I wrote the 80 word “intention to submit” statement for my masters in creative writing today- free at last- almost! I’ve found the journey really interesting, without Kathleen Fallon I would have quit all together. I have learnt that I can write academic discourse in english literature at postgraduate level and I’ve read a lot of interesting texts as well. The creative process for my novella has been a bit painful, the gestation period was long and it was an effort to write. But in the process I’ve learnt about layering my drafts and playing with voices in the text so it has been useful.

Silence was workshopped and redrafted over the weekend which was intense but also a great process lead by Melanie Beddie the dramaturg and Gorkem Acaroglu the director. With their input the play is now more stylised and less naturalistic which is fantastic! Bring on the hungry ghosts I say (with the aid of fog machine and projections).

So now I have some head space for the Footscray Arts residency and my next new work. I’m reading Women Native Other by Trinh Minh Ha which has a great prologue about story telling and ancestry that has resonance for my next theatrical work.

Peril’s inaugural Board meeting is happening in August- more excitement with three people flying in from interstate.  I’m thrilled that Peril is getting bigger- and maybe well get funding soon- applications TBA.

and then

I have been trying to plan ahead with my creative endeavours and have discovered to my amazement that I’m booked up till mid next year. The residency takes up the remainder of 2008 and the “Return” project the first half of 2009 a project initiated by Caitlin Nunn for the Big West festival 2009 for her Phd.
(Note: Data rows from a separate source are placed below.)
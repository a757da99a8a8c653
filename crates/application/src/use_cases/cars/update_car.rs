use super::owners::ensure_owners_exist;
use crate::ports::{CarRepository, ManufacturerRepository, OwnerRepository};
use chrono::{DateTime, Utc};
use motorpool_domain::{Car, CarUpdate, DomainError};
use std::sync::Arc;
use tracing::{info, instrument};

pub struct UpdateCarUseCase {
    repo: Arc<dyn CarRepository>,
    manufacturer_repo: Arc<dyn ManufacturerRepository>,
    owner_repo: Arc<dyn OwnerRepository>,
}

impl UpdateCarUseCase {
    pub fn new(
        repo: Arc<dyn CarRepository>,
        manufacturer_repo: Arc<dyn ManufacturerRepository>,
        owner_repo: Arc<dyn OwnerRepository>,
    ) -> Self {
        Self {
            repo,
            manufacturer_repo,
            owner_repo,
        }
    }

    #[instrument(skip(self))]
    pub async fn execute(
        &self,
        id: i64,
        manufacturer_siret: Option<i64>,
        price: Option<f64>,
        first_registration_date: Option<DateTime<Utc>>,
        owner_ids: Option<Vec<i64>>,
    ) -> Result<Car, DomainError> {
        let current = self
            .repo
            .get_by_id(id)
            .await?
            .ok_or(DomainError::CarNotFound(id))?;

        if let Some(p) = price {
            Car::validate_price(p).map_err(DomainError::InvalidCar)?;
        }
        if let Some(date) = first_registration_date {
            Car::validate_registration_date(date).map_err(DomainError::InvalidCar)?;
        }

        let manufacturer_id = match manufacturer_siret {
            Some(siret) => self
                .manufacturer_repo
                .get_by_siret(siret)
                .await?
                .ok_or(DomainError::ManufacturerNotFound(siret))?
                .id,
            None => None,
        };

        if let Some(ref ids) = owner_ids {
            ensure_owners_exist(self.owner_repo.as_ref(), ids).await?;
        }

        let update = CarUpdate {
            manufacturer_id,
            price,
            first_registration_date,
            owner_ids,
        };

        if update.is_empty() {
            return Ok(current);
        }

        let updated = self.repo.update(id, update).await?;

        info!(
            car_id = id,
            price = updated.price,
            owners = updated.owners.len(),
            "Car updated successfully"
        );

        Ok(updated)
    }
}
Myself and other Vietnamese-Australian artists will be devising artistic works responding to multi generational interviews about “Vietnamese-ness” and “Australian-ness”.
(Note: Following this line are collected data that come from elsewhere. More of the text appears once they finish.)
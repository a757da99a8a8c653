use crate::ports::OwnerRepository;
use motorpool_domain::DomainError;

/// Fail with `OwnerNotFound` on the first id the repository does not know.
pub(super) async fn ensure_owners_exist(
    owner_repo: &dyn OwnerRepository,
    owner_ids: &[i64],
) -> Result<(), DomainError> {
    for &owner_id in owner_ids {
        owner_repo
            .get_by_id(owner_id)
            .await?
            .ok_or(DomainError::OwnerNotFound(owner_id))?;
    }
    Ok(())
}
use crate::ports::ManufacturerRepository;
use motorpool_domain::{DomainError, Manufacturer};
use std::sync::Arc;
use tracing::{info, instrument};

pub struct CreateManufacturerUseCase {
    repo: Arc<dyn ManufacturerRepository>,
}

impl CreateManufacturerUseCase {
    pub fn new(repo: Arc<dyn ManufacturerRepository>) -> Self {
        Self { repo }
    }

    #[instrument(skip(self))]
    pub async fn execute(
        &self,
        name: String,
        siret: i64,
        phone: String,
    ) -> Result<Manufacturer, DomainError> {
        if self.repo.get_by_siret(siret).await?.is_some() {
            return Err(DomainError::ManufacturerConflict(siret));
        }

        let manufacturer = self.repo.create(name, siret, phone).await?;

        info!(
            manufacturer_id = ?manufacturer.id,
            siret,
            name = %manufacturer.name,
            "Manufacturer created successfully"
        );

        Ok(manufacturer)
    }
}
Finally the Melbourne City Sangha (for lack of a better name so far) has met and trying to establish a regular pattern of meeting on Sunday afternoons. We are Thich Nhat Hanh followers so to speak, and meditate with the Melbourne Zen group for an hour then meet separately to discuss the dharma through readings in the second hour. We met last Sunday and I was moved almost to tears during reciting the Five Mindfulness Trainings- I felt it had been so long since I had engaged in the practice truly (it’s been a year since I was in Vietnam). The most poignant thing I took away from the dharma discussion that afternoon was to smile at my negative habit energies. When I do this, it provides a shift in me and again almost makes me cry although whether with joy, relief or release of sorrow it’s hard to tell.